シェズ(本編ではベレト/ベレス)が士官学校入りをしたのは1180年。シェズはその半年前にベレト/ベレスと対峙し、ベルラン傭兵団が壊滅しています。さらに遡ると、「ベルラン傭兵団には一番長く所属」、その前にもいくつかの傭兵団に所属しています。
育ての母親と暮らしていたのは更に昔の話になります。それに対し、ダスカーの悲劇が起きたのは1176年。アンゼルマが母親だとすると、シェズとアンゼルマが共に暮らしていた期間は長くても2年ほどしかありません。これを「育ての母」と呼べるかという疑問です。

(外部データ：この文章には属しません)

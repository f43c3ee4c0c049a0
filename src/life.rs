//! Conway's Game of Life screensaver.
//!
//! The board wraps at the edges. A run ends when the population dies out,
//! the board stops changing, or the generation limit is reached; `reset`
//! reseeds from a small xorshift generator.

use oledui_common::capabilities::Grid;
use oledui_common::Animation;

/// Generations before a run is cut short.
const MAX_GENERATIONS: u32 = 600;

/// Percentage of live cells in a fresh seed.
const SEED_DENSITY: u32 = 30;

pub struct Life {
    grid: Grid,
    scratch: Grid,
    generation: u32,
    rng: u32,
    done: bool,
}

impl Life {
    pub fn new(
        width: usize,
        height: usize,
        seed: u32,
    ) -> Self {
        let mut life = Self {
            grid: Grid::new(width, height),
            scratch: Grid::new(width, height),
            generation: 0,
            rng: seed.max(1),
            done: false,
        };
        life.seed();
        life
    }

    fn next_random(&mut self) -> u32 {
        let mut x = self.rng;
        x ^= x << 13;
        x ^= x >> 17;
        x ^= x << 5;
        self.rng = x;
        x
    }

    fn seed(&mut self) {
        for y in 0..self.grid.height() {
            for x in 0..self.grid.width() {
                let alive = self.next_random() % 100 < SEED_DENSITY;
                self.grid.set(x, y, alive);
            }
        }
        self.generation = 0;
        self.done = false;
    }

    fn neighbours(
        &self,
        x: usize,
        y: usize,
    ) -> u8 {
        let (w, h) = (self.grid.width(), self.grid.height());
        let mut n = 0;
        for dy in [h - 1, 0, 1] {
            for dx in [w - 1, 0, 1] {
                if (dx, dy) == (0, 0) {
                    continue;
                }
                if self.grid.get((x + dx) % w, (y + dy) % h) {
                    n += 1;
                }
            }
        }
        n
    }

    /// Advance one generation. Returns whether any cell changed.
    fn step(&mut self) -> bool {
        let mut changed = false;
        for y in 0..self.grid.height() {
            for x in 0..self.grid.width() {
                let alive = self.grid.get(x, y);
                let next = matches!((alive, self.neighbours(x, y)), (true, 2 | 3) | (false, 3));
                changed |= next != alive;
                self.scratch.set(x, y, next);
            }
        }
        core::mem::swap(&mut self.grid, &mut self.scratch);
        self.generation += 1;
        changed
    }
}

impl Animation for Life {
    fn next_frame(&mut self) -> Option<&Grid> {
        if self.done || self.grid.width() == 0 || self.grid.height() == 0 {
            return None;
        }
        if self.generation > 0 {
            let changed = self.step();
            if !changed || self.grid.population() == 0 || self.generation >= MAX_GENERATIONS {
                self.done = true;
                return None;
            }
        } else {
            self.generation = 1;
        }
        Some(&self.grid)
    }

    fn reset(&mut self) { self.seed(); }

    fn generation(&self) -> u32 { self.generation }
}

#[cfg(test)]
mod tests {
    use super::*;

    fn blank(
        w: usize,
        h: usize,
    ) -> Life {
        let mut life = Life::new(w, h, 1);
        for y in 0..h {
            for x in 0..w {
                life.grid.set(x, y, false);
            }
        }
        life
    }

    #[test]
    fn test_blinker_oscillates() {
        let mut life = blank(5, 5);
        for x in 1..4 {
            life.grid.set(x, 2, true);
        }
        assert!(life.step());
        assert!(life.grid.get(2, 1) && life.grid.get(2, 2) && life.grid.get(2, 3));
        assert!(!life.grid.get(1, 2));
        assert_eq!(life.grid.population(), 3);
    }

    #[test]
    fn test_still_life_ends_run() {
        let mut life = blank(6, 6);
        for (x, y) in [(1, 1), (2, 1), (1, 2), (2, 2)] {
            life.grid.set(x, y, true);
        }
        assert!(life.next_frame().is_some());
        assert!(life.next_frame().is_none());
        assert!(life.next_frame().is_none());
    }

    #[test]
    fn test_reset_restarts() {
        let mut life = blank(4, 4);
        assert!(life.next_frame().is_some());
        assert!(life.next_frame().is_none());
        life.reset();
        assert_eq!(life.generation(), 0);
        assert!(life.next_frame().is_some());
    }

    #[test]
    fn test_edges_wrap() {
        let mut life = blank(5, 5);
        life.grid.set(0, 0, true);
        life.grid.set(4, 4, true);
        life.grid.set(4, 0, true);
        assert_eq!(life.neighbours(0, 4), 3);
    }
}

アンゼルマではないとすると、アガルタの民が育ての母親
対抗説として挙げられるのが、事故を起こしたアガルタの民がシェズを連れて逃げ、そのまま育ての親となったという説です。たしかにアガルタの民であれば「読み書き」には困らないでしょう。ただ、まず以下の2つが問題になります。
- アガルタへの裏切りとなる(種の滅亡に繋がる)
- アガルタの民が山間の村で自然に暮らせるとは考えにくい
もう一つ、矛盾する箇所がある
上の2点だけでも個人的にはアガルタの民説はありえませんが、「実験動物に情が湧いてしまった」という主張はでてくるかもしれません。ただそれも含め明確に否定できる箇所が一つあります。
それはアッシュとの支援Bで出てくる、「いろいろ魔法を使えた」という部分です。アガルタの民は文字通り理魔法とは"別の理"で動く「闇魔法」を操ります。アガルタの民が、山間の村で生活に役立つような「理魔法」を使っていたとは考えられません。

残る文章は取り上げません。